Bild: Ein Junge wärmt in Moria seine Füße an einem Ofen für Brot
Franziska Grillmeier tat, was die wenigsten Journalisten tun, die über das
Flüchtlingselend auf den Ägäisinseln berichten: Sie zog 2018 dorthin – und
blieb.
Was sie auf Lesvos, das einst als Urlaubsziel und heute als Schandfleck der
EU-Asylpolitik bekannt ist, beobachtete, hat sie nun in ihrem Buch „Die
Insel“ beschrieben. Es ist die Geschichte eines atemberaubenden moralischen
Verfalls, der Entrechtung Ankommender zum Normalzustand werden ließ. Und
Grillmeier lotet, ausgehend von ihren Beobachtungen in der Ägäis, auch
andere, ähnliche Orte aus – etwa in Polen oder Bosnien.
Der Verlag ist stolz darauf, dass es vor allem die Geflüchteten selbst
sind, die in dem Buch zu Wort kommen. Grillmeier zeichnet die
Überlebensstrategien der auf Lesvos Gestrandeten nach, ihren Kampf um
Würde, gegen die Verzweiflung, für eine Zukunft.
Grillmeier ist bei ihnen, im Alltag, der schlimm genug ist, während der
quälend langen Asylwartezeit, der ewigen Corona-Lagerlockdowns, und sie ist
da, wenn die Katastrophen über sie hereinbrechen, wie die immer
wiederkehrenden Feuer.

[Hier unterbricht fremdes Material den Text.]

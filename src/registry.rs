//! A named set of unique values that populates itself on first query.
//!
//! Values live in three disjoint sets: the kind's defaults, values inserted
//! manually, and values inserted by populators during a population pass. The
//! effective set is their union, in that order.
//!
//! # Examples
//!
//! ```
//! use lazy_value_registry::ValueSet;
//!
//! let mut blocks: ValueSet<String> = ValueSet::named("blocks");
//! blocks.register(|r: &mut ValueSet<String>| r.add_values(["stone", "dirt"]));
//!
//! assert!(!blocks.is_populated());
//! assert!(blocks.has("stone").unwrap());
//! assert!(blocks.is_populated());
//! ```

use std::collections::HashMap;
use std::fmt;
use std::hash::Hash;
use std::ops::{Deref, DerefMut};
use std::sync::Arc;

use indexmap::{Equivalent, IndexSet};
use tracing::{debug, trace, warn};

use crate::{AdHoc, Populator, RegistryError, RegistryEvent, RegistryKind, TraceCallback};

/// A named set of unique values whose populators run lazily, once, on first query.
///
/// The kind `K` supplies the name, defaults, validation and silent-fail policy.
pub struct ValueRegistry<K: RegistryKind> {
    kind: K,
    defaults: IndexSet<K::Value>,
    manual: IndexSet<K::Value>,
    dynamic: IndexSet<K::Value>,
    friendly_names: HashMap<K::Value, String>,
    populators: Vec<Arc<dyn Populator<K>>>,
    populated: bool,
    pass_completed: bool,
    populating: bool,
    trace: Option<TraceCallback>,
}

/// A registry without a declared kind, for ad hoc sets.
pub type ValueSet<V> = ValueRegistry<AdHoc<V>>;

impl<K: RegistryKind> ValueRegistry<K> {
    /// Creates an unpopulated registry holding only the kind's default values.
    pub fn new(kind: K) -> Self {
        let defaults = kind.default_values().into_iter().collect();
        Self {
            kind,
            defaults,
            manual: IndexSet::new(),
            dynamic: IndexSet::new(),
            friendly_names: HashMap::new(),
            populators: Vec::new(),
            populated: false,
            pass_completed: false,
            populating: false,
            trace: None,
        }
    }

    /// Creates a registry and inserts `values` as manual values.
    ///
    /// # Errors
    ///
    /// Fails with [`RegistryError::InvalidValue`] on the first value that does
    /// not validate, unless the kind fails silently.
    pub fn with_values<I>(
        kind: K,
        values: impl IntoIterator<Item = I>,
    ) -> Result<Self, RegistryError>
    where
        I: Into<K::Value>,
    {
        let mut registry = Self::new(kind);
        registry.add_values(values)?;
        Ok(registry)
    }

    pub fn name(&self) -> &str {
        self.kind.name()
    }

    pub fn kind(&self) -> &K {
        &self.kind
    }

    // -------------------------------------------------------------------------------------------------
    // Value store
    // -------------------------------------------------------------------------------------------------

    /// Whether `value` may be inserted: the kind accepts it and it is not
    /// already in the effective set.
    pub fn valid_value(&self, value: &K::Value) -> bool {
        self.kind.valid_value(value) && !self.contains(value)
    }

    /// Membership in the effective set, without triggering population.
    pub fn contains<Q>(&self, value: &Q) -> bool
    where
        Q: ?Sized + Hash + Equivalent<K::Value>,
    {
        self.defaults.contains(value) || self.manual.contains(value) || self.dynamic.contains(value)
    }

    /// Inserts a value into the dynamic set during a population pass and into
    /// the manual set otherwise.
    ///
    /// # Errors
    ///
    /// [`RegistryError::InvalidValue`] if the value fails validation and the
    /// kind does not fail silently. A silent failure leaves the registry unchanged.
    pub fn add_value(&mut self, value: impl Into<K::Value>) -> Result<(), RegistryError> {
        let value = value.into();

        if !self.valid_value(&value) {
            self.emit_event(|| RegistryEvent::Reject {
                registry: self.name().to_string(),
                value: format!("{value:?}"),
            });

            if self.kind.fail_silently() {
                trace!(registry = %self.name(), ?value, "ignoring invalid value");
                return Ok(());
            }

            debug!(registry = %self.name(), ?value, "rejected invalid value");
            return Err(RegistryError::invalid_value(self.name(), &value));
        }

        let dynamic = self.populating;
        trace!(registry = %self.name(), ?value, dynamic, "inserting value");

        let rendered = self.trace.is_some().then(|| format!("{value:?}"));
        self.target_mut().insert(value);

        if let Some(value) = rendered {
            self.emit_event(|| RegistryEvent::Insert {
                registry: self.name().to_string(),
                value,
                dynamic,
            });
        }
        Ok(())
    }

    /// Inserts values in order, stopping at the first failure.
    ///
    /// Values inserted before the failure stay in place.
    pub fn add_values<I>(
        &mut self,
        values: impl IntoIterator<Item = I>,
    ) -> Result<(), RegistryError>
    where
        I: Into<K::Value>,
    {
        for value in values {
            self.add_value(value)?;
        }
        Ok(())
    }

    /// Replaces the set that insertions currently target, then inserts `values`.
    ///
    /// Outside a population pass this replaces the manual values; during one it
    /// replaces the dynamic values. Defaults and the other set are untouched.
    pub fn set_values<I>(
        &mut self,
        values: impl IntoIterator<Item = I>,
    ) -> Result<(), RegistryError>
    where
        I: Into<K::Value>,
    {
        let removed = std::mem::take(self.target_mut());
        self.friendly_names.retain(|value, _| !removed.contains(value));
        self.add_values(values)
    }

    /// The effective set: defaults, then manual values, then dynamic values.
    ///
    /// Does not trigger population.
    pub fn values(&self) -> Vec<K::Value> {
        self.iter().cloned().collect()
    }

    pub fn iter(&self) -> impl Iterator<Item = &K::Value> {
        self.defaults
            .iter()
            .chain(self.manual.iter())
            .chain(self.dynamic.iter())
    }

    pub fn len(&self) -> usize {
        self.defaults.len() + self.manual.len() + self.dynamic.len()
    }

    pub fn is_empty(&self) -> bool {
        self.len() == 0
    }

    /// Values that populators added during the last pass.
    pub fn dynamic_values(&self) -> Vec<K::Value> {
        self.dynamic.iter().cloned().collect()
    }

    fn target_mut(&mut self) -> &mut IndexSet<K::Value> {
        if self.populating {
            &mut self.dynamic
        } else {
            &mut self.manual
        }
    }

    // -------------------------------------------------------------------------------------------------
    // Friendly names
    // -------------------------------------------------------------------------------------------------

    /// Inserts `value` and attaches a display name to it.
    ///
    /// A value the registry silently ignores keeps its previous name, if any.
    pub fn add_named_value(
        &mut self,
        value: impl Into<K::Value>,
        friendly_name: impl Into<String>,
    ) -> Result<(), RegistryError> {
        let value = value.into();
        let before = self.len();
        self.add_value(value.clone())?;
        if self.len() > before {
            self.friendly_names.insert(value, friendly_name.into());
        }
        Ok(())
    }

    /// Attaches a display name to a value already in the effective set.
    pub fn set_friendly_name(
        &mut self,
        value: &K::Value,
        friendly_name: impl Into<String>,
    ) -> Result<(), RegistryError> {
        if !self.contains(value) {
            return Err(RegistryError::invalid_value(self.name(), value));
        }
        self.friendly_names.insert(value.clone(), friendly_name.into());
        Ok(())
    }

    pub fn friendly_name(&self, value: &K::Value) -> Option<&str> {
        self.friendly_names.get(value).map(String::as_str)
    }

    // -------------------------------------------------------------------------------------------------
    // Population lifecycle
    // -------------------------------------------------------------------------------------------------

    /// Registers a populator. Populators run in registration order.
    ///
    /// Registering on a registry populated by a completed pass depopulates it,
    /// so the next query runs every populator again, the new one included. A
    /// registry marked populated through [`set_populated`](Self::set_populated)
    /// stays suppressed. Populators registered during a pass run in that same pass.
    pub fn register(&mut self, populator: impl Populator<K> + 'static) {
        self.register_arc(Arc::new(populator));
    }

    /// Registers a populator that is already shared, e.g. between several registries.
    pub fn register_arc(&mut self, populator: Arc<dyn Populator<K>>) {
        self.populators.push(populator);
        if self.populated && self.pass_completed {
            self.depopulate();
        }
    }

    pub fn populators(&self) -> &[Arc<dyn Populator<K>>] {
        &self.populators
    }

    /// Removes every populator. Values they already added are kept.
    pub fn clear_populators(&mut self) {
        self.populators.clear();
    }

    pub fn is_populated(&self) -> bool {
        self.populated
    }

    pub fn is_populating(&self) -> bool {
        self.populating
    }

    /// Overrides the populated flag.
    ///
    /// Marking the registry populated suppresses its populators; marking it
    /// unpopulated makes the next query run them again without discarding the
    /// dynamic values already present. Either way, registering a populator
    /// afterwards does not undo the override.
    pub fn set_populated(&mut self, populated: bool) {
        self.populated = populated;
        self.pass_completed = false;
    }

    /// Runs every registered populator once.
    ///
    /// No-op when already populated or when called from inside a pass.
    ///
    /// # Errors
    ///
    /// The first populator error is returned and the remaining populators are
    /// skipped. The registry stays unpopulated and leaves the pass, so a later
    /// call retries.
    pub fn populate(&mut self) -> Result<(), RegistryError> {
        if self.populated || self.populating {
            return Ok(());
        }

        debug!(registry = %self.name(), populators = self.populators.len(), "populating registry");

        let ran = {
            let mut pass = PopulationPass::begin(self);
            let mut next = 0;
            // Populators may register more populators; those run in this pass too
            while let Some(populator) = pass.populators.get(next).cloned() {
                if let Err(err) = populator.populate(&mut pass) {
                    warn!(registry = %pass.name(), error = %err, "populator failed");
                    return Err(err);
                }
                next += 1;
            }
            next
        };

        self.populated = true;
        self.pass_completed = true;
        self.emit_event(|| RegistryEvent::Populate {
            registry: self.name().to_string(),
            populators: ran,
        });
        Ok(())
    }

    /// Membership in the effective set, populating first if needed.
    pub fn has<Q>(&mut self, value: &Q) -> Result<bool, RegistryError>
    where
        Q: ?Sized + Hash + Equivalent<K::Value>,
    {
        self.populate()?;
        Ok(self.contains(value))
    }

    /// Discards dynamic values and returns to the unpopulated state.
    pub fn depopulate(&mut self) {
        let dynamic = std::mem::take(&mut self.dynamic);
        self.friendly_names.retain(|value, _| !dynamic.contains(value));
        self.populated = false;
        self.pass_completed = false;

        debug!(registry = %self.name(), discarded = dynamic.len(), "depopulated registry");
        self.emit_event(|| RegistryEvent::Depopulate {
            registry: self.name().to_string(),
        });
    }

    /// Discards manual and dynamic values and reinstates the kind's defaults.
    pub fn reset(&mut self) {
        self.discard_all();
        self.defaults = self.kind.default_values().into_iter().collect();

        debug!(registry = %self.name(), "reset registry");
        self.emit_event(|| RegistryEvent::Reset {
            registry: self.name().to_string(),
        });
    }

    /// Discards every value, defaults included. [`reset`](Self::reset) brings the defaults back.
    pub fn clear(&mut self) {
        self.discard_all();
        self.defaults.clear();

        debug!(registry = %self.name(), "cleared registry");
        self.emit_event(|| RegistryEvent::Clear {
            registry: self.name().to_string(),
        });
    }

    fn discard_all(&mut self) {
        self.manual.clear();
        self.dynamic.clear();
        self.friendly_names.clear();
        self.populated = false;
        self.pass_completed = false;
    }

    // -------------------------------------------------------------------------------------------------
    // Tracing
    // -------------------------------------------------------------------------------------------------

    /// Sets a callback invoked after every insertion, rejection and lifecycle change.
    ///
    /// The callback only sees the event; it cannot reach back into the registry.
    pub fn set_trace_callback(
        &mut self,
        callback: impl Fn(&RegistryEvent) + Send + Sync + 'static,
    ) {
        self.trace = Some(Arc::new(callback));
    }

    pub fn clear_trace_callback(&mut self) {
        self.trace = None;
    }

    fn emit_event(&self, event: impl FnOnce() -> RegistryEvent) {
        if let Some(callback) = self.trace.as_ref() {
            callback(&event());
        }
    }
}

impl<K: RegistryKind + Default> Default for ValueRegistry<K> {
    fn default() -> Self {
        Self::new(K::default())
    }
}

impl<V> ValueRegistry<AdHoc<V>>
where
    AdHoc<V>: RegistryKind<Value = V>,
{
    /// A strict, empty ad hoc set.
    pub fn named(name: impl Into<String>) -> Self {
        Self::new(AdHoc::named(name))
    }
}

impl<K: RegistryKind> fmt::Debug for ValueRegistry<K> {
    fn fmt(&self, f: &mut fmt::Formatter<'_>) -> fmt::Result {
        f.debug_struct("ValueRegistry")
            .field("name", &self.name())
            .field("defaults", &self.defaults)
            .field("manual", &self.manual)
            .field("dynamic", &self.dynamic)
            .field("populators", &self.populators.len())
            .field("populated", &self.populated)
            .field("populating", &self.populating)
            .finish()
    }
}

/// Holds a registry in the populating state; leaving the scope, by error or
/// panic included, ends the pass.
struct PopulationPass<'a, K: RegistryKind> {
    registry: &'a mut ValueRegistry<K>,
}

impl<'a, K: RegistryKind> PopulationPass<'a, K> {
    fn begin(registry: &'a mut ValueRegistry<K>) -> Self {
        registry.populating = true;
        Self { registry }
    }
}

impl<K: RegistryKind> Deref for PopulationPass<'_, K> {
    type Target = ValueRegistry<K>;

    fn deref(&self) -> &Self::Target {
        self.registry
    }
}

impl<K: RegistryKind> DerefMut for PopulationPass<'_, K> {
    fn deref_mut(&mut self) -> &mut Self::Target {
        self.registry
    }
}

impl<K: RegistryKind> Drop for PopulationPass<'_, K> {
    fn drop(&mut self) {
        self.registry.populating = false;
    }
}

// -------------------------------------------------------------------------------------------------
// Tests
// -------------------------------------------------------------------------------------------------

Sie beschreibt Panikattacken, Selbstverbrennungen –
und die Siege: Wenn eine Weiterreise an einen sicheren Ort für manche doch
möglich wird.
## Den einzelnen Menschen gerecht werden
Die dabei Porträtierten zeichnet sie stets sehr freundlich: Die Augen
„leuchten“, das Lachen „herzlich“, die Bewegungen wie ein „Panther“…

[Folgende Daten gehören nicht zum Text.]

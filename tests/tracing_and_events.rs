//! Integration tests for tracing and event monitoring.
//!
//! Registries log through `tracing`; the per-registry trace callback is for
//! callers that want the events themselves.

use lazy_value_registry::{define_registry, RegistryEvent, RegistryKind, ValueRegistry};
use std::sync::{Arc, Mutex};

define_registry!(Traced<String> = "traced", defaults = ["air"]);
define_registry!(QuietTraced<String> = "quiet", fail_silently = true);

fn init_logging() {
    let _ = tracing_subscriber::fmt()
        .with_max_level(tracing::Level::TRACE)
        .with_test_writer()
        .try_init();
}

fn collect(registry: &mut ValueRegistry<impl RegistryKind>) -> Arc<Mutex<Vec<String>>> {
    let events = Arc::new(Mutex::new(Vec::new()));
    let events_clone = events.clone();
    registry.set_trace_callback(move |event| {
        events_clone.lock().unwrap().push(format!("{}", event));
    });
    events
}

#[test]
fn test_full_lifecycle_trace() {
    init_logging();

    let mut registry = ValueRegistry::<Traced>::default();
    let events = collect(&mut registry);
    registry.register(|r: &mut ValueRegistry<Traced>| r.add_value("stone"));

    registry.add_value("glass").unwrap();
    assert!(registry.has("stone").unwrap());
    registry.depopulate();
    registry.reset();
    registry.clear();

    let captured = events.lock().unwrap();
    assert_eq!(
        *captured,
        vec![
            "insert { registry: traced, value: \"glass\", dynamic: false }",
            "insert { registry: traced, value: \"stone\", dynamic: true }",
            "populate { registry: traced, populators: 1 }",
            "depopulate { registry: traced }",
            "reset { registry: traced }",
            "clear { registry: traced }",
        ]
    );
}

#[test]
fn test_reject_event_emitted_for_silent_failures() {
    init_logging();

    let mut registry = ValueRegistry::<QuietTraced>::default();
    let events = collect(&mut registry);

    registry.add_value("a").unwrap();
    registry.add_value("a").unwrap();

    let captured = events.lock().unwrap();
    assert_eq!(captured.len(), 2);
    assert_eq!(captured[1], "reject { registry: quiet, value: \"a\" }");
}

#[test]
fn test_populate_event_only_once() {
    init_logging();

    let mut registry = ValueRegistry::<Traced>::default();
    let events = collect(&mut registry);

    for _ in 0..3 {
        assert!(registry.has("air").unwrap());
    }

    let captured = events.lock().unwrap();
    assert_eq!(*captured, vec!["populate { registry: traced, populators: 0 }"]);
}

#[test]
fn test_clear_trace_callback() {
    let mut registry = ValueRegistry::<Traced>::default();
    let events = collect(&mut registry);

    registry.add_value("one").unwrap();
    registry.clear_trace_callback();
    registry.add_value("two").unwrap();
    registry.reset();

    assert_eq!(events.lock().unwrap().len(), 1);
}

#[test]
fn test_trace_callback_replacement() {
    let mut registry = ValueRegistry::<Traced>::default();
    let first = collect(&mut registry);
    registry.add_value("one").unwrap();

    let second = collect(&mut registry);
    registry.add_value("two").unwrap();

    assert_eq!(first.lock().unwrap().len(), 1);
    assert_eq!(second.lock().unwrap().len(), 1);
}

#[test]
fn test_trace_callback_with_custom_logic() {
    let inserts = Arc::new(Mutex::new(0));
    let dynamic_inserts = Arc::new(Mutex::new(0));
    let inserts_clone = inserts.clone();
    let dynamic_clone = dynamic_inserts.clone();

    let mut registry = ValueRegistry::<Traced>::default();
    registry.set_trace_callback(move |event| {
        if let RegistryEvent::Insert { dynamic, .. } = event {
            *inserts_clone.lock().unwrap() += 1;
            if *dynamic {
                *dynamic_clone.lock().unwrap() += 1;
            }
        }
    });
    registry.register(|r: &mut ValueRegistry<Traced>| r.add_values(["dirt", "sand"]));

    registry.add_value("glass").unwrap();
    registry.populate().unwrap();

    assert_eq!(*inserts.lock().unwrap(), 3);
    assert_eq!(*dynamic_inserts.lock().unwrap(), 2);
}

Salat „knackig und frisch“. Wer Vertrauen gewinnt, will dies kaum
enttäuschen. Doch gleichzeitig ist es eben nur so möglich, eine Perspektive
einzunehmen, die Menschen in ihrer Subjekthaftigkeit ernsthaft gerecht zu
werden versucht: durch Nähe und Zeit. So gelingt es Grillmeier auch, die
Repression gegen die Helfer:innen – etwa die angeklagten Retter Sara
Mardini und Sean Binder – aus einer Innenperspektive so plastisch zu
schildern, wie es nirgendwo sonst zu lesen war.
Grillmeier berichtet von ihren zwischenzeitlichen Schwierigkeiten,
Redaktionen zu finden, die ihr Texte über Moria abnehmen. Vielen sei die
Geschichte „auserzählt“ erschienen, schreibt sie. Dabei sei zu jener Zeit
der „systematische Abbau des Rechts in vollem Gange“ gewesen.
Tatsächlich ist die Aufmerksamkeit von Medien und Zivilgesellschaft für
[1][die Lage in Moria] und an den Außengrenzen insgesamt im Vergleich zu
früheren Phasen der Abschottung hoch geblieben. Die Jahre davor waren
keineswegs durch weniger Entrechtung bestimmt – Grillmeier selbst spricht
das verliesartige, 2012 geschlossenene Moria-Vorgängerlager Pagani auf
Lesbos an.
Doch damals schaute niemand hin, heute wissen alle Bescheid – auch wenn
dies nicht unbedingt heißt, dass sich die Dinge ändern. Das gewachsene
Bewusstsein aber ist genau das Verdienst von Menschen wie Grillmeier, die
mit ihrer Arbeit die Aufmerksamkeit wachhalten. Bis heute. Unter anderem
mit ihrem Buch.
## Europäische Abschreckung
Zu widersprechen ist Grillmeier in ihrer Tendenz, die Geschichte so recht
erst 2016 mit dem EU-Türkei-Deal beginnen zu lassen. Tatsächlich war Moria
in seiner Beschaffenheit – wer es von innen sah, fühlte sich von Beginn an
[2][an Guantánamo erinnert,] und das kam nicht von ungefähr – schon seit
der Eröffnung 2013 ein „Baustein der europäischen
Abschreckungsarchitektur“, wie es in dem Buch heißt, und wurde nicht erst
2016 dazu.
Das Lager, so schreibt Grillmeier treffend, sei „eine Bühne von
Rechteverletzungen“ geworden, die „fotografiert werden sollte“, damit die
Abschreckung wirklich griff. So erklärt sich auch, und das wäre zu
ergänzen, dass Griechenland lange enorme Summen der EU zur
Flüchtlingsversorgung einfach nicht abrief, um das Elend künstlich
aufrechtzuerhalten.
Das Buch zeichnet Moria als Gravitationspunkt der EU-Abschreckungsmechanik.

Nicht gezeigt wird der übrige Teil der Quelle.